---------- SOURCE RECORDS
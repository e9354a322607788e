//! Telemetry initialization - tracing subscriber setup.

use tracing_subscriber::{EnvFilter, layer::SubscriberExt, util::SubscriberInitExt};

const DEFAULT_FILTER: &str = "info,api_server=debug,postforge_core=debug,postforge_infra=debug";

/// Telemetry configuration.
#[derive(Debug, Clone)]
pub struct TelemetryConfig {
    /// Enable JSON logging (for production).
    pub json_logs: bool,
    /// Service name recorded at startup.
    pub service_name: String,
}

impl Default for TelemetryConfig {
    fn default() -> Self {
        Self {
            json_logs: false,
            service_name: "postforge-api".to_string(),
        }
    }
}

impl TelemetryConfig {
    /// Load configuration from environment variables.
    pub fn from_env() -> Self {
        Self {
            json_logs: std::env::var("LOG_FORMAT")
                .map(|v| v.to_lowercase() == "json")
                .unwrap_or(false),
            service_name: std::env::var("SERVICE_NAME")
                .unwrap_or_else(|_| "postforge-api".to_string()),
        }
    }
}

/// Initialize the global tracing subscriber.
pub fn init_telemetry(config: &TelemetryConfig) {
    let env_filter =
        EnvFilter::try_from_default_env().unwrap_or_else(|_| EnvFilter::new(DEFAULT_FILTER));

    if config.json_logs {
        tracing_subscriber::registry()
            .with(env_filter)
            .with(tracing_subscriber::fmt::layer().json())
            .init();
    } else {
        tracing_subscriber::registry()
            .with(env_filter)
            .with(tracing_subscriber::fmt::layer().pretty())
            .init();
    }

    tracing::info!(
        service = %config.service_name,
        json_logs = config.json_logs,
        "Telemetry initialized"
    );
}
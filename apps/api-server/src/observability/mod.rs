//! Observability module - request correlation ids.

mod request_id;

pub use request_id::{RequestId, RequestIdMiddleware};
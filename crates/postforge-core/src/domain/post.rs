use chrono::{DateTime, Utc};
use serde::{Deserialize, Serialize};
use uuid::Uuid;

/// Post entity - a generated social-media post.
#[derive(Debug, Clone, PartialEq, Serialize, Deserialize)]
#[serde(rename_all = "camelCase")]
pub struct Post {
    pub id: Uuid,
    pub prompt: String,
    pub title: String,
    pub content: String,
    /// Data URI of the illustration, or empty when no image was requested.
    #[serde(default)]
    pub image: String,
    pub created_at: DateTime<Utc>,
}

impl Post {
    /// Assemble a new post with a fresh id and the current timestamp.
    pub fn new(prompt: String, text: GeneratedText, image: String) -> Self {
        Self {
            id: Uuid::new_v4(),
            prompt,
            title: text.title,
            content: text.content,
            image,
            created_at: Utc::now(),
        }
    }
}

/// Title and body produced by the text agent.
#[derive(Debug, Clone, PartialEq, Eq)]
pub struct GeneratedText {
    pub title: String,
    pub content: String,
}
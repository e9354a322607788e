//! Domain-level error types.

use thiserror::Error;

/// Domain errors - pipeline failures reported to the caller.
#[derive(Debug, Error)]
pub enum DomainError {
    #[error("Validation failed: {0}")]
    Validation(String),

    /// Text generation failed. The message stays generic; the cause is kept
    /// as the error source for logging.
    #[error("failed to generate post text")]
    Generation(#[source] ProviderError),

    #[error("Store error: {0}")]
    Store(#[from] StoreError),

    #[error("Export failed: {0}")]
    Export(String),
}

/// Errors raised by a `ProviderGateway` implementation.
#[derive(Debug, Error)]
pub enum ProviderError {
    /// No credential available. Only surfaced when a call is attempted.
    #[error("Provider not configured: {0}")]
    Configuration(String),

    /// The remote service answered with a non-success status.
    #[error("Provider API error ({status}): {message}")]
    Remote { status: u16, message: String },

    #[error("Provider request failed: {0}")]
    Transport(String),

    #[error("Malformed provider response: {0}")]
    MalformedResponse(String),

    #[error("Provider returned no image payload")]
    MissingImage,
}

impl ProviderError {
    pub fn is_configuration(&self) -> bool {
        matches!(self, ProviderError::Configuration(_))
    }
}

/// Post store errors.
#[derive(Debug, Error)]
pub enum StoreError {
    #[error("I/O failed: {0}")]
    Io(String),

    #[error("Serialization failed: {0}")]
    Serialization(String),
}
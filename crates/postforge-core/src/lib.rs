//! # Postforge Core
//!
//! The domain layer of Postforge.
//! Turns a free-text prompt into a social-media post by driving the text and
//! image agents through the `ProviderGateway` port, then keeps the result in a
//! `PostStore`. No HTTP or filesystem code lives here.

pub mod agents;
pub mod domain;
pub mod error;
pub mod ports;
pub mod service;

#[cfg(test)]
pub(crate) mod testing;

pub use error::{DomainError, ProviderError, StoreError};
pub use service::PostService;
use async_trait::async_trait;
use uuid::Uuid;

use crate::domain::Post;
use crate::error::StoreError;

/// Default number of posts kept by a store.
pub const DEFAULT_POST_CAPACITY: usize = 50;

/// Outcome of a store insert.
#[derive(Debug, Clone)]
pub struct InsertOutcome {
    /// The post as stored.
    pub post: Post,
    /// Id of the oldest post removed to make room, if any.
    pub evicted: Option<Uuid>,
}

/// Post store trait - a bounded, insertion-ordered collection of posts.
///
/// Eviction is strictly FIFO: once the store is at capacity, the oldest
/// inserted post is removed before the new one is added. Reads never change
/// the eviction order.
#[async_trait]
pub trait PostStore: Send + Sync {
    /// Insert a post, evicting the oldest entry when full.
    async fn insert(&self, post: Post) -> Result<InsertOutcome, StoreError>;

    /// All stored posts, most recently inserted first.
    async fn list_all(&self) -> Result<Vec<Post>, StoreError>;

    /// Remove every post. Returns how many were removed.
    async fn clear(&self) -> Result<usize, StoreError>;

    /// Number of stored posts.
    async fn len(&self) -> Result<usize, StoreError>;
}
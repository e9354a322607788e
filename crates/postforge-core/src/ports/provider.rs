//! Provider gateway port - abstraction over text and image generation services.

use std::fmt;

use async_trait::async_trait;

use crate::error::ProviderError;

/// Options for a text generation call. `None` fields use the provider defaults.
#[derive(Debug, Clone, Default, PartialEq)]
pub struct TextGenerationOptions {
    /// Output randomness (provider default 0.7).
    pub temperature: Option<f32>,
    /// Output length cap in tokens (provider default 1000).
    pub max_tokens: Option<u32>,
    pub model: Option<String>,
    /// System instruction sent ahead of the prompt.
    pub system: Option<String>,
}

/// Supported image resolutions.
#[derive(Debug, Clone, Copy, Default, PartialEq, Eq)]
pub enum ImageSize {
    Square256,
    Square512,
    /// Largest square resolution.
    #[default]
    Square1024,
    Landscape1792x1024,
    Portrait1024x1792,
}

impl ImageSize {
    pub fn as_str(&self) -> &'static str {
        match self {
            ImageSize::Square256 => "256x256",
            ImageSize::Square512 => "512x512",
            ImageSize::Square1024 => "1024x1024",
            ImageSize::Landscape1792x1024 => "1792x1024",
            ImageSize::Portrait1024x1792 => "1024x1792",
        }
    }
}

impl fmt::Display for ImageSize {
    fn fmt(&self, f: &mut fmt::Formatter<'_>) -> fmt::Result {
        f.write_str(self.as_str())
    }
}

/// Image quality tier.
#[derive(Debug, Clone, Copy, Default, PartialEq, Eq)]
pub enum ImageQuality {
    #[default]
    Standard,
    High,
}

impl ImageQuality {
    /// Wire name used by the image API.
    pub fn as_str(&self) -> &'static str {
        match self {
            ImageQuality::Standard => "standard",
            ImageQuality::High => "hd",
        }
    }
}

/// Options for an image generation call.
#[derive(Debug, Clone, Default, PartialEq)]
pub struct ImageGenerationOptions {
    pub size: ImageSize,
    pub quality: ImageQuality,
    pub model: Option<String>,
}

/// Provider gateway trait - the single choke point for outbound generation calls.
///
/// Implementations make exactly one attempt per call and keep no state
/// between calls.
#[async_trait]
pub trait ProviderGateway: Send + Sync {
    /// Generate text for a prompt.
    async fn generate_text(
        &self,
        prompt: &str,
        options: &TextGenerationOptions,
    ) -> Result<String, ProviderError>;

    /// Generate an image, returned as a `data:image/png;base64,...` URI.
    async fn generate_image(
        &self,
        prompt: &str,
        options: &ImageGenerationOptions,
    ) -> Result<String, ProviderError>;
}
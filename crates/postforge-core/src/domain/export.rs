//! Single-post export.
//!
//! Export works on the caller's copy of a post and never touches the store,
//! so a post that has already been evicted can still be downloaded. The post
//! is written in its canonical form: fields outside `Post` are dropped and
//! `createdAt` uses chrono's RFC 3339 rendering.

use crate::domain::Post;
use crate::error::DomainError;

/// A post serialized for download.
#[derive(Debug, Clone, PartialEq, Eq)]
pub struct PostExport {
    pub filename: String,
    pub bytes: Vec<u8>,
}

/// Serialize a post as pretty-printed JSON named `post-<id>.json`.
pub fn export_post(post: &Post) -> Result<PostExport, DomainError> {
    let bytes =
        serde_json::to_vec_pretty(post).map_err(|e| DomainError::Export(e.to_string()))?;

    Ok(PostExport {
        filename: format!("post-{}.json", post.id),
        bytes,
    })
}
--------------------
**WHAT THIS TASK INVOLVES**. When the line containing "recorded at startup." is reached, include it and stop. Until then, output each line of the entries exactly as given, starting from the first.

**OUTPUT FOR THIS EXERCISE**.
repository e9354a322607788e
//! Telemetry initialization - tracing subscriber setup.

use tracing_subscriber::{EnvFilter, layer::SubscriberExt, util::SubscriberInitExt};

const DEFAULT_FILTER: &str = "info,api_server=debug,postforge_core=debug,postforge_infra=debug";

/// Telemetry configuration.
#[derive(Debug, Clone)]
pub struct TelemetryConfig {
    /// Enable JSON logging (for production).
    pub json_logs: bool,
    /// Service name recorded at startup.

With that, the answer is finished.